しかし一方で、高度経済成長に伴って国民の食生活が西洋化・多様化し、パンや肉類、乳製品などの消費が増加した。これにより、国民一人当たりの米の消費量は1962年(昭和37年)をピークに減少へと転じた。この生産と消費の逆転現象により、1960年代末には米の生産量が消費量を大きく上回る「米余り」が深刻な社会問題となった。政府が買い上げた古米が大量に倉庫に滞留し、保管料の増大や食糧管理会計の赤字(逆ざや)が雪だるま式に膨張するという財政的な危機を招くことになったのである。
政策の具体的内容と展開
この事態を打開するため、政府は1970年(昭和45年)に「米の生産調整」を本格的に開始した。これが一般に「減反政策」と呼ばれるものである。具体的には、農家に対して水田での米の作付けを休止させたり、麦、大豆、飼料作物など他の作物への転作を奨励したりする代わりに、政府が協力金(補助金)を交付するという仕組みであった。
当初、減反政策は米の需給バランスを回復させるための緊急かつ一時的な措置として導入された。しかし、その後も日本人の米離れに歯止めがかからなかったため、以降も「水田利用再編対策」や「水田農業確立対策」などと名称や方式を幾度も変えながら、半世紀近くにわたり恒常的な農業政策として定着することとなった。
減反政策が日本農業に与えた影響と課題
減反政策は、米の需給の均衡を図り、米価の下落を防いで農家の収入を安定させるという点では一定の成果を上げた。しかし同時に、日本農業に構造的な弊害ももたらした。各農家へ一律に生産調整を割り当てる方式は、意欲ある大規模農家の規模拡大やコスト削減の意欲を削ぐ結果となり、結果的に日本の稲作農業の国際競争力強化を阻害したと批判されている。

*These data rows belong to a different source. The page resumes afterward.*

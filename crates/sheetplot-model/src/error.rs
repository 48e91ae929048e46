use thiserror::Error;

#[derive(Debug, Error)]
pub enum ProcessingError {
    #[error("invalid spreadsheet data format")]
    InvalidFormat,
    #[error("missing headers in spreadsheet")]
    MissingHeaders,
    #[error("spreadsheet contains no data")]
    EmptyData,
    #[error("error reading spreadsheet file: {0}")]
    Parse(String),
    #[error("error transforming spreadsheet data: {0}")]
    Transform(String),
}

/// Stable machine-readable tag for a [`ProcessingError`], independent of
/// the human-readable message.
#[derive(Debug, Clone, Copy, PartialEq, Eq)]
pub enum ErrorKind {
    InvalidFormat,
    MissingHeaders,
    EmptyData,
    Parse,
    Transform,
}

impl ProcessingError {
    pub fn kind(&self) -> ErrorKind {
        match self {
            ProcessingError::InvalidFormat => ErrorKind::InvalidFormat,
            ProcessingError::MissingHeaders => ErrorKind::MissingHeaders,
            ProcessingError::EmptyData => ErrorKind::EmptyData,
            ProcessingError::Parse(_) => ErrorKind::Parse,
            ProcessingError::Transform(_) => ErrorKind::Transform,
        }
    }
}

impl std::fmt::Display for ErrorKind {
    fn fmt(&self, f: &mut std::fmt::Formatter<'_>) -> std::fmt::Result {
        let token = match self {
            ErrorKind::InvalidFormat => "invalid-format",
            ErrorKind::MissingHeaders => "missing-headers",
            ErrorKind::EmptyData => "empty-data",
            ErrorKind::Parse => "parse",
            ErrorKind::Transform => "transform",
        };
        f.write_str(token)
    }
}

pub type Result<T> = std::result::Result<T, ProcessingError>;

また、転作奨励金が出されたものの、水田に適合しない作物の栽培は難しく、結果的に耕作を放棄してしまうケース(耕作放棄地の増加)も目立った。これは、水田が本来持っている治水機能や景観保全といった多面的機能の低下を招いた。さらに、長年にわたって巨額の補助金が投入され続けたことは、国家財政にとっても重い負担となっていた。
政策の転換と実質的廃止
1995年(平成7年)に食糧管理法が廃止され、新たに食糧法が施行されると、米の流通自由化が大きく進み、市場原理をより導入する方向へ徐々にシフトしていった。さらに21世紀に入り、農業従事者の急速な高齢化や後継者不足、TPP(環太平洋パートナーシップ協定)など自由貿易圏の拡大を見据えた「攻めの農業」への転換が急務となった。
こうした背景から、政府は農政の根本的な見直しに踏み切り、国が主導して各都道府県・市町村を通じて農家に生産数量の目安(事実上の減反目標)を配分する制度を、2018年(平成30年)産米をもって廃止した。これにより、約半世紀続いた減反政策は実質的に終了し、需要に応じた米の生産を農家や農業法人自身の経営判断に委ねるという新たな時代へと突入した。